TO DO
For the word "orchestration", report how many lines of the records below contain it, and nothing more.

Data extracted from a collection
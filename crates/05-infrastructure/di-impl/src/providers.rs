//! 内置实例提供者

use di_abstractions::{Instance, Provider, ProviderKind, ResolveContext, TypeDescriptor};
use mockbot_common::DependencyError;

/// 常量提供者，总是返回同一个实例
pub struct ConstantProvider {
    instance: Instance,
}

impl ConstantProvider {
    pub fn new(instance: Instance) -> Self {
        Self { instance }
    }
}

impl Provider for ConstantProvider {
    fn create(&self, _ctx: &mut ResolveContext<'_>) -> Result<Instance, DependencyError> {
        Ok(self.instance.clone())
    }

    fn kind(&self) -> ProviderKind {
        ProviderKind::Constant
    }
}

type Factory = dyn Fn(&mut ResolveContext<'_>) -> Result<Instance, DependencyError> + Send + Sync;

/// 工厂回调提供者
///
/// 回调拿到解析上下文，可以继续解析其他依赖
pub struct MethodProvider {
    factory: Box<Factory>,
}

impl MethodProvider {
    pub fn new<F>(factory: F) -> Self
    where
        F: Fn(&mut ResolveContext<'_>) -> Result<Instance, DependencyError> + Send + Sync + 'static,
    {
        Self {
            factory: Box::new(factory),
        }
    }
}

impl Provider for MethodProvider {
    fn create(&self, ctx: &mut ResolveContext<'_>) -> Result<Instance, DependencyError> {
        (self.factory)(ctx)
    }

    fn kind(&self) -> ProviderKind {
        ProviderKind::Method
    }
}

/// 标准提供者，通过类型描述中的激活函数进行构造注入
pub struct StandardProvider {
    descriptor: TypeDescriptor,
}

impl StandardProvider {
    pub fn new(descriptor: TypeDescriptor) -> Self {
        Self { descriptor }
    }

    pub fn descriptor(&self) -> &TypeDescriptor {
        &self.descriptor
    }
}

impl Provider for StandardProvider {
    fn create(&self, ctx: &mut ResolveContext<'_>) -> Result<Instance, DependencyError> {
        let activator = self
            .descriptor
            .activator
            .ok_or_else(|| DependencyError::NotActivatable {
                type_name: self.descriptor.name().to_string(),
            })?;
        activator(ctx)
    }

    fn kind(&self) -> ProviderKind {
        ProviderKind::Activation
    }
}
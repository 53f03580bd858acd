#![no_main]

use libfuzzer_sys::fuzz_target;
use num_bigint::BigInt;

use bigmul_core::{Algorithm, CodecError, Karatsuba, SchonhageStrassen};

fuzz_target!(|data: &[u8]| {
    let Ok(text) = std::str::from_utf8(data) else {
        return;
    };
    let key = BigInt::from(1_234);

    // Arbitrary text either decodes or is rejected as malformed; never panics
    for result in [
        Karatsuba::new().decode(text, &key),
        SchonhageStrassen::new().decode(text, &key),
    ] {
        match result {
            Ok(_) | Err(CodecError::DecodeFormat { .. }) => {}
            Err(e) => panic!("unexpected error: {e}"),
        }
    }
});
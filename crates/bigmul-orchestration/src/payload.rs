//! Random benchmark payloads.

use rand::Rng;

/// Characters random payloads are drawn from.
pub const PAYLOAD_CHARSET: &[u8] =
    b"ABCDEFGHIJKLMNOPQRSTUVWXYZabcdefghijklmnopqrstuvwxyz0123456789!@#$%^&*()-_=+[]{}|;:,.<>?";

/// Generate `size` random ASCII characters from [`PAYLOAD_CHARSET`].
#[must_use]
pub fn generate_random_data(size: usize) -> String {
    let mut rng = rand::rng();
    (0..size)
        .map(|_| char::from(PAYLOAD_CHARSET[rng.random_range(0..PAYLOAD_CHARSET.len())]))
        .collect()
}
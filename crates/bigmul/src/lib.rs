//! BigMul library: application logic for the `bigmul` binary.

pub mod app;
pub mod config;
pub mod errors;
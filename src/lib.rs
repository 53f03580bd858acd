//! Workspace-level integration tests for BigMul. See `tests/`.
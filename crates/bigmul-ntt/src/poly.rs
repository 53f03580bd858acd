//! Limb splitting, pointwise products and carry recombination.

use num_bigint::BigUint;
use num_traits::{One, Zero};

/// Split `value` into `limbs` little-endian limbs of `limb_bits` bits.
///
/// Bits above `limbs * limb_bits` are dropped.
#[must_use]
pub fn split_limbs(value: &BigUint, limbs: usize, limb_bits: usize) -> Vec<BigUint> {
    let mask = limb_mask(limb_bits);
    let mut remaining = value.clone();
    let mut out = Vec::with_capacity(limbs);

    for _ in 0..limbs {
        out.push(&remaining & &mask);
        remaining >>= limb_bits;
    }
    out
}

/// Pointwise product of two transformed sequences modulo `modulus`.
#[must_use]
pub fn pointwise_multiply(a: &[BigUint], b: &[BigUint], modulus: &BigUint) -> Vec<BigUint> {
    assert_eq!(a.len(), b.len());
    a.iter()
        .zip(b.iter())
        .map(|(ai, bi)| (ai * bi) % modulus)
        .collect()
}

/// Rebuild an integer from convolution coefficients.
///
/// Walks the coefficients left to right: adds the running carry, keeps the
/// low `limb_bits` bits at offset `i * limb_bits` and carries the rest.
#[must_use]
pub fn recombine(coeffs: &[BigUint], limb_bits: usize) -> BigUint {
    let mask = limb_mask(limb_bits);
    let mut result = BigUint::zero();
    let mut carry = BigUint::zero();

    for (i, coeff) in coeffs.iter().enumerate() {
        let value = coeff + &carry;
        carry = &value >> limb_bits;
        result |= (value & &mask) << (i * limb_bits);
    }

    if !carry.is_zero() {
        result |= carry << (coeffs.len() * limb_bits);
    }
    result
}

fn limb_mask(limb_bits: usize) -> BigUint {
    (BigUint::one() << limb_bits) - BigUint::one()
}
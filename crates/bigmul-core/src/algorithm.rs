//! The capability interface shared by the three multipliers.
//!
//! `Multiplier` is the narrow multiply-only interface. `Algorithm` extends it
//! with the chunking and decode policy, key generation, the keyed codec and
//! the benchmark; its default methods route through [`crate::codec`] and
//! [`crate::benchmark`], so implementers only declare policy.
//!
//! Nothing here is a cipher. "Encode" multiplies chunks by a key and
//! "decode" inverts that (or not, see [`DecodeDirection`]); no
//! confidentiality is provided.

use num_bigint::BigInt;

use crate::benchmark::{self, BenchmarkResult, TestType};
use crate::codec::{self, Timed};
use crate::keys::KeyPair;
use crate::profile::AlgorithmProfile;

/// Error type for multiplication and codec operations.
#[derive(Debug, Clone, PartialEq, Eq, thiserror::Error)]
pub enum CodecError {
    /// Malformed operand or unusable key.
    #[error("invalid operand: {0}")]
    InvalidOperand(String),

    /// A transform length or twiddle factor had no inverse.
    #[error("modular inverse of {value} does not exist modulo {modulus}")]
    ModularInverseUndefined {
        /// Value that could not be inverted.
        value: String,
        /// Modulus of the transform ring.
        modulus: String,
    },

    /// A token of the encoded text could not be parsed.
    #[error("malformed token '{token}': {reason}")]
    DecodeFormat {
        /// The offending token.
        token: String,
        /// Why it was rejected.
        reason: &'static str,
    },

    /// Configuration error, e.g. an unknown algorithm name.
    #[error("configuration error: {0}")]
    Config(String),

    /// A calculation error occurred.
    #[error("calculation error: {0}")]
    Calculation(String),

    /// Products from different algorithms don't match.
    #[error("product mismatch between algorithms")]
    Mismatch,
}

impl From<bigmul_ntt::NttError> for CodecError {
    fn from(err: bigmul_ntt::NttError) -> Self {
        match err {
            bigmul_ntt::NttError::ModularInverseUndefined { value, modulus } => {
                Self::ModularInverseUndefined {
                    value: value.to_string(),
                    modulus: modulus.to_string(),
                }
            }
        }
    }
}

/// How a payload is cut into chunks before multiplication.
#[derive(Debug, Clone, Copy, PartialEq, Eq)]
pub enum Chunking {
    /// One byte per chunk.
    SingleByte,
    /// Four bytes per chunk, big-endian; a short final group is zero-padded.
    BigEndianWord,
}

impl Chunking {
    /// Bytes per chunk.
    #[must_use]
    pub fn width(self) -> usize {
        match self {
            Self::SingleByte => 1,
            Self::BigEndianWord => 4,
        }
    }
}

/// How decode inverts the per-chunk multiplication.
#[derive(Debug, Clone, Copy, PartialEq, Eq)]
pub enum DecodeDirection {
    /// Truncating division by the key.
    Divide,
    /// Multiplication by the key again. Only recovers the payload when the
    /// key is `1` or `-1`.
    Remultiply,
}

/// Narrow interface for multiplication.
pub trait Multiplier: Send + Sync {
    /// Multiply two signed big integers.
    fn multiply(&self, x: &BigInt, y: &BigInt) -> Result<BigInt, CodecError>;

    /// Get the name of this multiplier.
    fn name(&self) -> &str;
}

/// Full capability set: multiply, keyed codec, key generation, benchmark.
pub trait Algorithm: Multiplier {
    /// Static labels for this algorithm.
    fn profile(&self) -> &'static AlgorithmProfile;

    /// Chunking rule applied by `encode`.
    fn chunking(&self) -> Chunking;

    /// Per-chunk inversion applied by `decode`.
    fn decode_direction(&self) -> DecodeDirection;

    /// Draw a key pair from this algorithm's range.
    fn generate_key_pair(&self) -> KeyPair;

    /// Encode a byte payload as `:`-joined hex products.
    fn encode(&self, data: &[u8], key: &BigInt) -> Result<Timed<String>, CodecError> {
        codec::encode(self, data, key)
    }

    /// Decode `:`-joined hex products back into bytes.
    fn decode(&self, text: &str, key: &BigInt) -> Result<Timed<Vec<u8>>, CodecError> {
        codec::decode(self, text, key)
    }

    /// Encode UTF-8 text.
    fn encode_str(&self, text: &str, key: &BigInt) -> Result<Timed<String>, CodecError> {
        self.encode(text.as_bytes(), key)
    }

    /// Decode into text, replacing invalid UTF-8.
    fn decode_str(&self, text: &str, key: &BigInt) -> Result<Timed<String>, CodecError> {
        self.decode(text, key)
            .map(|timed| timed.map(|bytes| String::from_utf8_lossy(&bytes).into_owned()))
    }

    /// Encode then decode `data`, timing the phases `mode` selects.
    fn benchmark(&self, data: &str, mode: TestType) -> Result<BenchmarkResult, CodecError> {
        benchmark::run(self, data, mode)
    }
}
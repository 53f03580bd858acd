//! Core orchestration: sequential benchmark runs and product cross-checks.

use std::sync::Arc;
use std::time::Instant;

use num_bigint::BigInt;
use tracing::{info, warn};

use bigmul_core::{Algorithm, CodecError, Multiplier, TestType};

use crate::interfaces::{BenchmarkReport, ProductResult};

/// Benchmark every algorithm on `data`, one after another.
///
/// A failing algorithm is recorded in its report and does not stop the others.
pub fn run_benchmarks(
    algorithms: &[Arc<dyn Algorithm>],
    data: &str,
    mode: TestType,
) -> Vec<BenchmarkReport> {
    algorithms
        .iter()
        .map(|algorithm| {
            let outcome = algorithm.benchmark(data, mode);
            match &outcome {
                Ok(result) => info!(
                    algorithm = algorithm.name(),
                    total_ms = result.total_time_ms,
                    decode_success = result.decode_success,
                    "benchmark complete"
                ),
                Err(e) => warn!(algorithm = algorithm.name(), error = %e, "benchmark failed"),
            }
            BenchmarkReport {
                algorithm: algorithm.name().to_string(),
                outcome,
            }
        })
        .collect()
}

/// Multiply `x` by `y` with every algorithm.
pub fn multiply_all(algorithms: &[Arc<dyn Algorithm>], x: &BigInt, y: &BigInt) -> Vec<ProductResult> {
    algorithms
        .iter()
        .map(|algorithm| {
            let start = Instant::now();
            let outcome = algorithm.multiply(x, y);
            let duration = start.elapsed();
            if let Err(e) = &outcome {
                warn!(algorithm = algorithm.name(), error = %e, "multiplication failed");
            }
            ProductResult {
                algorithm: algorithm.name().to_string(),
                outcome,
                duration,
            }
        })
        .collect()
}

/// Check that every successful product agrees.
pub fn analyze_products(results: &[ProductResult]) -> Result<(), CodecError> {
    let mut products = results.iter().filter_map(|r| r.outcome.as_ref().ok());

    let Some(first) = products.next() else {
        return Err(CodecError::Calculation("no valid results".into()));
    };

    if products.any(|p| p != first) {
        return Err(CodecError::Mismatch);
    }
    Ok(())
}
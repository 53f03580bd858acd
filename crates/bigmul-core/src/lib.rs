//! Big-integer multiplication engine.
//!
//! Three multipliers (Karatsuba, Toom-Cook-3 and a number-theoretic-transform
//! Schönhage-Strassen), a keyed chunk codec built on them, key generation and
//! a per-algorithm benchmark. The codec is a demonstration of the
//! multipliers and provides no confidentiality.

pub mod algorithm;
pub mod benchmark;
pub mod codec;
pub mod constants;
pub mod digits;
pub mod karatsuba;
pub mod keys;
pub mod profile;
pub mod registry;
pub mod schonhage;
pub mod toom_cook;

pub use algorithm::{Algorithm, Chunking, CodecError, DecodeDirection, Multiplier};
pub use benchmark::{BenchmarkResult, TestType};
pub use codec::Timed;
pub use digits::parse_operand;
pub use karatsuba::Karatsuba;
pub use keys::KeyPair;
pub use profile::AlgorithmProfile;
pub use registry::{AlgorithmFactory, DefaultFactory};
pub use schonhage::SchonhageStrassen;
pub use toom_cook::ToomCook3;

OUTPUT FOR THIS EXERCISE
2